RECORDS FOR THE EXERCISE –
● ● ● ●
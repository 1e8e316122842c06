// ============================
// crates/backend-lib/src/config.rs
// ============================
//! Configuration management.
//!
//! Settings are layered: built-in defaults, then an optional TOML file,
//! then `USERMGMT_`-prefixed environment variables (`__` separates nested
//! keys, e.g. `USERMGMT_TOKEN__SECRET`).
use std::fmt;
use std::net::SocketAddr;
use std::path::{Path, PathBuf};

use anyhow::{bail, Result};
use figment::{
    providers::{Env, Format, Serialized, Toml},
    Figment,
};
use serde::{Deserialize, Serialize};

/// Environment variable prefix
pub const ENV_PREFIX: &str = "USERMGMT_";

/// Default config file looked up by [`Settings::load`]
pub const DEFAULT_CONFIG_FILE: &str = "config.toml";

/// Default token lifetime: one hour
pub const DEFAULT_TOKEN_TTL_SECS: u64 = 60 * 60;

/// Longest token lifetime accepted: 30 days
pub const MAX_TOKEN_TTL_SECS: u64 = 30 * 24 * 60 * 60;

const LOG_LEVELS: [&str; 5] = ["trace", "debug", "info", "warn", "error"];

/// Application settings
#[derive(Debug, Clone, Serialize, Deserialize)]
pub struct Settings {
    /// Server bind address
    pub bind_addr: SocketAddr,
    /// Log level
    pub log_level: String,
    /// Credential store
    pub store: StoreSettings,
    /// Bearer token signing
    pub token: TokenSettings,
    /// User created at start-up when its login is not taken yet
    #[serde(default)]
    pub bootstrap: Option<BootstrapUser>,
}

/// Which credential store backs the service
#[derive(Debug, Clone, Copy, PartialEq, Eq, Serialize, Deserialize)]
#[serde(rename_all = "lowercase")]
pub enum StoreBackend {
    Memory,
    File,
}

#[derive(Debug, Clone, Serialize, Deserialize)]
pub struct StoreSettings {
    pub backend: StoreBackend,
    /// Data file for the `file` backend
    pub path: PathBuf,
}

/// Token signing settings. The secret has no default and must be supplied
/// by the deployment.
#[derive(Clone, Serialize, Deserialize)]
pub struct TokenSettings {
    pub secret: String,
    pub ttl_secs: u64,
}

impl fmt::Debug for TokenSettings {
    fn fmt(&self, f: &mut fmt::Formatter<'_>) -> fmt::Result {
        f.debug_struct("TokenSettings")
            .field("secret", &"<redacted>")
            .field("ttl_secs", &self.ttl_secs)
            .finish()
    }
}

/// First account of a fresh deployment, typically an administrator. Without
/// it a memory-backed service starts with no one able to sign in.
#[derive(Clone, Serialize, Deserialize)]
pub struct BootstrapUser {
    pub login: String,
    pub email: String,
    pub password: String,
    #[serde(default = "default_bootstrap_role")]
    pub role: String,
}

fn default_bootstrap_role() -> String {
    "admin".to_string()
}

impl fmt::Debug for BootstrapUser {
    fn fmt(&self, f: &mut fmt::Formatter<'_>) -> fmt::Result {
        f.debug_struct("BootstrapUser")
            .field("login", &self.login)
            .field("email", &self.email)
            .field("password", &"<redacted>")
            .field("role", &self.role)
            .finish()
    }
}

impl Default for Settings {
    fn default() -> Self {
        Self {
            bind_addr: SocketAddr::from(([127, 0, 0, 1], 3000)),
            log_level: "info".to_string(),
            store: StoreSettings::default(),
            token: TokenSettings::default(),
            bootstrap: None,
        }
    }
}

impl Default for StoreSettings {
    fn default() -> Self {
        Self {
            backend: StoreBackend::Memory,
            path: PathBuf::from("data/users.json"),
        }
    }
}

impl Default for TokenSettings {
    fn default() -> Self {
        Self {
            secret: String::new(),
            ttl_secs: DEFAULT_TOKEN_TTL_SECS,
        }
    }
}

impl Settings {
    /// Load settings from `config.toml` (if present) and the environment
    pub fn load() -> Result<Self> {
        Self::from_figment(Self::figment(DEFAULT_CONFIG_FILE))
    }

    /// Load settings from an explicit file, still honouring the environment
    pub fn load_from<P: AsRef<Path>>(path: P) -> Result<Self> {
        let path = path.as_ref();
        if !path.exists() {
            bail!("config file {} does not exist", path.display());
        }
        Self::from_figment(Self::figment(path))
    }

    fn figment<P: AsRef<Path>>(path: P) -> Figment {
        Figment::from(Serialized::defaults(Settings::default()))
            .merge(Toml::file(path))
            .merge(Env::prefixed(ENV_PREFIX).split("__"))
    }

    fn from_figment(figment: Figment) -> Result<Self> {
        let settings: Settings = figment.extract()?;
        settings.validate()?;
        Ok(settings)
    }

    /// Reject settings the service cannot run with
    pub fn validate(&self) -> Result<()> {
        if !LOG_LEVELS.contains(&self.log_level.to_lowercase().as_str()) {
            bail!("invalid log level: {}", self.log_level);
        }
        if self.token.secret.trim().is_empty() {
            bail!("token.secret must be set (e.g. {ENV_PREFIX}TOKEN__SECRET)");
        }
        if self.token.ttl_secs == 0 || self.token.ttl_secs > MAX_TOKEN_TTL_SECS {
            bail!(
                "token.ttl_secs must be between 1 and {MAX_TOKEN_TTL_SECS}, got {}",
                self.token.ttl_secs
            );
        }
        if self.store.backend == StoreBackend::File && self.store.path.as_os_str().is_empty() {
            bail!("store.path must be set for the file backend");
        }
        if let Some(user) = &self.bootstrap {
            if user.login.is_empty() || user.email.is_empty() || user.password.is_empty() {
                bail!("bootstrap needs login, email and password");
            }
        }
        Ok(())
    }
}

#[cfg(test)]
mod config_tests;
● ● ● ●
Please return the records above exactly as they are written.

TASK SOLUTION –
repository 1e8e316122842c06
// ============================
// crates/backend-lib/src/config.rs
// ============================
//! Configuration management.
//!
//! Settings are layered: built-in defaults, then an optional TOML file,
//! then `USERMGMT_`-prefixed environment variables (`__` separates nested
//! keys, e.g. `USERMGMT_TOKEN__SECRET`).
use std::fmt;
use std::net::SocketAddr;
use std::path::{Path, PathBuf};

use anyhow::{bail, Result};
use figment::{
    providers::{Env, Format, Serialized, Toml},
    Figment,
};
use serde::{Deserialize, Serialize};

/// Environment variable prefix
pub const ENV_PREFIX: &str = "USERMGMT_";

/// Default config file looked up by [`Settings::load`]
pub const DEFAULT_CONFIG_FILE: &str = "config.toml";

/// Default token lifetime: one hour
pub const DEFAULT_TOKEN_TTL_SECS: u64 = 60 * 60;

/// Longest token lifetime accepted: 30 days
pub const MAX_TOKEN_TTL_SECS: u64 = 30 * 24 * 60 * 60;

const LOG_LEVELS: [&str; 5] = ["trace", "debug", "info", "warn", "error"];

/// Application settings
#[derive(Debug, Clone, Serialize, Deserialize)]
pub struct Settings {
    /// Server bind address
    pub bind_addr: SocketAddr,
    /// Log level
    pub log_level: String,
    /// Credential store
    pub store: StoreSettings,
    /// Bearer token signing
    pub token: TokenSettings,
    /// User created at start-up when its login is not taken yet
    #[serde(default)]
    pub bootstrap: Option<BootstrapUser>,
}

/// Which credential store backs the service
#[derive(Debug, Clone, Copy, PartialEq, Eq, Serialize, Deserialize)]
#[serde(rename_all = "lowercase")]
pub enum StoreBackend {
    Memory,
    File,
}

#[derive(Debug, Clone, Serialize, Deserialize)]
pub struct StoreSettings {
    pub backend: StoreBackend,
    /// Data file for the `file` backend
    pub path: PathBuf,
}

/// Token signing settings. The secret has no default and must be supplied
/// by the deployment.
#[derive(Clone, Serialize, Deserialize)]
pub struct TokenSettings {
    pub secret: String,
    pub ttl_secs: u64,
}

impl fmt::Debug for TokenSettings {
    fn fmt(&self, f: &mut fmt::Formatter<'_>) -> fmt::Result {
        f.debug_struct("TokenSettings")
            .field("secret", &"<redacted>")
            .field("ttl_secs", &self.ttl_secs)
            .finish()
    }
}

/// First account of a fresh deployment, typically an administrator. Without
/// it a memory-backed service starts with no one able to sign in.
#[derive(Clone, Serialize, Deserialize)]
pub struct BootstrapUser {
    pub login: String,
    pub email: String,
    pub password: String,
    #[serde(default = "default_bootstrap_role")]
    pub role: String,
}

fn default_bootstrap_role() -> String {
    "admin".to_string()
}

impl fmt::Debug for BootstrapUser {
    fn fmt(&self, f: &mut fmt::Formatter<'_>) -> fmt::Result {
        f.debug_struct("BootstrapUser")
            .field("login", &self.login)
            .field("email", &self.email)
            .field("password", &"<redacted>")
            .field("role", &self.role)
            .finish()
    }
}

impl Default for Settings {
    fn default() -> Self {
        Self {
            bind_addr: SocketAddr::from(([127, 0, 0, 1], 3000)),
            log_level: "info".to_string(),
            store: StoreSettings::default(),
            token: TokenSettings::default(),
            bootstrap: None,
        }
    }
}

impl Default for StoreSettings {
    fn default() -> Self {
        Self {
            backend: StoreBackend::Memory,
            path: PathBuf::from("data/users.json"),
        }
    }
}

impl Default for TokenSettings {
    fn default() -> Self {
        Self {
            secret: String::new(),
            ttl_secs: DEFAULT_TOKEN_TTL_SECS,
        }
    }
}

impl Settings {
    /// Load settings from `config.toml` (if present) and the environment
    pub fn load() -> Result<Self> {
        Self::from_figment(Self::figment(DEFAULT_CONFIG_FILE))
    }

    /// Load settings from an explicit file, still honouring the environment
    pub fn load_from<P: AsRef<Path>>(path: P) -> Result<Self> {
        let path = path.as_ref();
        if !path.exists() {
            bail!("config file {} does not exist", path.display());
        }
        Self::from_figment(Self::figment(path))
    }

    fn figment<P: AsRef<Path>>(path: P) -> Figment {
        Figment::from(Serialized::defaults(Settings::default()))
            .merge(Toml::file(path))
            .merge(Env::prefixed(ENV_PREFIX).split("__"))
    }

    fn from_figment(figment: Figment) -> Result<Self> {
        let settings: Settings = figment.extract()?;
        settings.validate()?;
        Ok(settings)
    }

    /// Reject settings the service cannot run with
    pub fn validate(&self) -> Result<()> {
        if !LOG_LEVELS.contains(&self.log_level.to_lowercase().as_str()) {
            bail!("invalid log level: {}", self.log_level);
        }
        if self.token.secret.trim().is_empty() {
            bail!("token.secret must be set (e.g. {ENV_PREFIX}TOKEN__SECRET)");
        }
        if self.token.ttl_secs == 0 || self.token.ttl_secs > MAX_TOKEN_TTL_SECS {
            bail!(
                "token.ttl_secs must be between 1 and {MAX_TOKEN_TTL_SECS}, got {}",
                self.token.ttl_secs
            );
        }
        if self.store.backend == StoreBackend::File && self.store.path.as_os_str().is_empty() {
            bail!("store.path must be set for the file backend");
        }
        if let Some(user) = &self.bootstrap {
            if user.login.is_empty() || user.email.is_empty() || user.password.is_empty() {
                bail!("bootstrap needs login, email and password");
            }
        }
        Ok(())
    }
}

#[cfg(test)]
mod config_tests;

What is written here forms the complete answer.